- TASK BRIEF
Every line of the data should be retyped with no difference from the original.

[Records from a collection]
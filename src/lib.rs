//! PromQL Language Tools
//!
//! This crate provides editor support for PromQL: it works out what kind of
//! token belongs at a cursor position in a possibly half-typed query and
//! produces completion suggestions for it.
//!
//! ## Features
//!
//! - **Tolerant parsing**: Incomplete queries still produce a tree
//! - **Cursor positions**: Classify the cursor into one detailed position
//! - **Completions**: Get intellisense suggestions at cursor position
//! - **Syntax Validation**: Check PromQL queries for syntax errors
//! - **Classification**: Get syntax highlighting spans
//!
//! ## Usage
//!
//! ```no_run
//! use promql_language_tools::PromqlLanguageService;
//!
//! fn main() -> Result<(), promql_language_tools::Error> {
//!     let service = PromqlLanguageService::new()?;
//!     let query = "sum(rate(http_requests_total[5m])) by (";
//!
//!     for item in service.get_completions(query, query.len(), None).items {
//!         println!("{} ({:?})", item.label, item.kind);
//!     }
//!
//!     let result = service.validate_syntax(query);
//!     for diagnostic in result.diagnostics() {
//!         println!("Error at {}:{}: {}", diagnostic.line, diagnostic.column, diagnostic.message);
//!     }
//!     Ok(())
//! }
//! ```
//!
//! ## Definitions
//!
//! Functions, operators and label matchers come from a [`Registry`]. The
//! built-in tables cover standard PromQL; a JSON file named by the
//! `PROMQL_LANGUAGE_TOOLS_DEFINITIONS` environment variable replaces them.

pub mod ast;
mod builtins;
mod classification;
mod classifier;
mod completion;
pub mod cursor;
mod definitions;
mod error;
pub mod lexer;
mod parser;
mod position;
mod registry;
mod schema;
mod service;
mod suggestions;
mod types;
pub mod walker;

pub use classification::{classify, ClassificationKind, ClassificationResult, ClassifiedSpan};
pub use classifier::get_query_position;
pub use completion::{CompletionItem, CompletionKind, CompletionResult};
pub use definitions::{
    DefinitionTables, FunctionDefinition, FunctionKind, LabelMatcherDefinition,
    OperatorDefinition, Param, ParamType, Signature,
};
pub use error::Error;
pub use parser::{parse, ParseResult};
pub use position::{DetailedPosition, PositionKind};
pub use registry::{Registry, DEFINITIONS_PATH_ENV};
pub use schema::{Column, Schema};
pub use service::PromqlLanguageService;
pub use suggestions::{position_handler, suggest, Handler, SuggestionContext};
pub use types::{Diagnostic, DiagnosticSeverity, ValidationResult};

/// Result type alias for this crate
pub type Result<T> = std::result::Result<T, Error>;

/// Library version
pub const VERSION: &str = env!("CARGO_PKG_VERSION");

- REPLY TO THE EXERCISE
filename src/lib.rs
//! PromQL Language Tools
//!
//! This crate provides editor support for PromQL: it works out what kind of
//! token belongs at a cursor position in a possibly half-typed query and
//! produces completion suggestions for it.
//!
//! ## Features
//!
//! - **Tolerant parsing**: Incomplete queries still produce a tree
//! - **Cursor positions**: Classify the cursor into one detailed position
//! - **Completions**: Get intellisense suggestions at cursor position
//! - **Syntax Validation**: Check PromQL queries for syntax errors
//! - **Classification**: Get syntax highlighting spans
//!
//! ## Usage
//!
//! ```no_run
//! use promql_language_tools::PromqlLanguageService;
//!
//! fn main() -> Result<(), promql_language_tools::Error> {
//!     let service = PromqlLanguageService::new()?;
//!     let query = "sum(rate(http_requests_total[5m])) by (";
//!
//!     for item in service.get_completions(query, query.len(), None).items {
//!         println!("{} ({:?})", item.label, item.kind);
//!     }
//!
//!     let result = service.validate_syntax(query);
//!     for diagnostic in result.diagnostics() {
//!         println!("Error at {}:{}: {}", diagnostic.line, diagnostic.column, diagnostic.message);
//!     }
//!     Ok(())
//! }
//! ```
//!
//! ## Definitions
//!
//! Functions, operators and label matchers come from a [`Registry`]. The
//! built-in tables cover standard PromQL; a JSON file named by the
//! `PROMQL_LANGUAGE_TOOLS_DEFINITIONS` environment variable replaces them.

pub mod ast;
mod builtins;
mod classification;
mod classifier;
mod completion;
pub mod cursor;
mod definitions;
mod error;
pub mod lexer;
mod parser;
mod position;
mod registry;
mod schema;
mod service;
mod suggestions;
mod types;
pub mod walker;

pub use classification::{classify, ClassificationKind, ClassificationResult, ClassifiedSpan};
pub use classifier::get_query_position;
pub use completion::{CompletionItem, CompletionKind, CompletionResult};
pub use definitions::{
    DefinitionTables, FunctionDefinition, FunctionKind, LabelMatcherDefinition,
    OperatorDefinition, Param, ParamType, Signature,
};
pub use error::Error;
pub use parser::{parse, ParseResult};
pub use position::{DetailedPosition, PositionKind};
pub use registry::{Registry, DEFINITIONS_PATH_ENV};
pub use schema::{Column, Schema};
pub use service::PromqlLanguageService;
pub use suggestions::{position_handler, suggest, Handler, SuggestionContext};
pub use types::{Diagnostic, DiagnosticSeverity, ValidationResult};

/// Result type alias for this crate
pub type Result<T> = std::result::Result<T, Error>;

/// Library version
pub const VERSION: &str = env!("CARGO_PKG_VERSION");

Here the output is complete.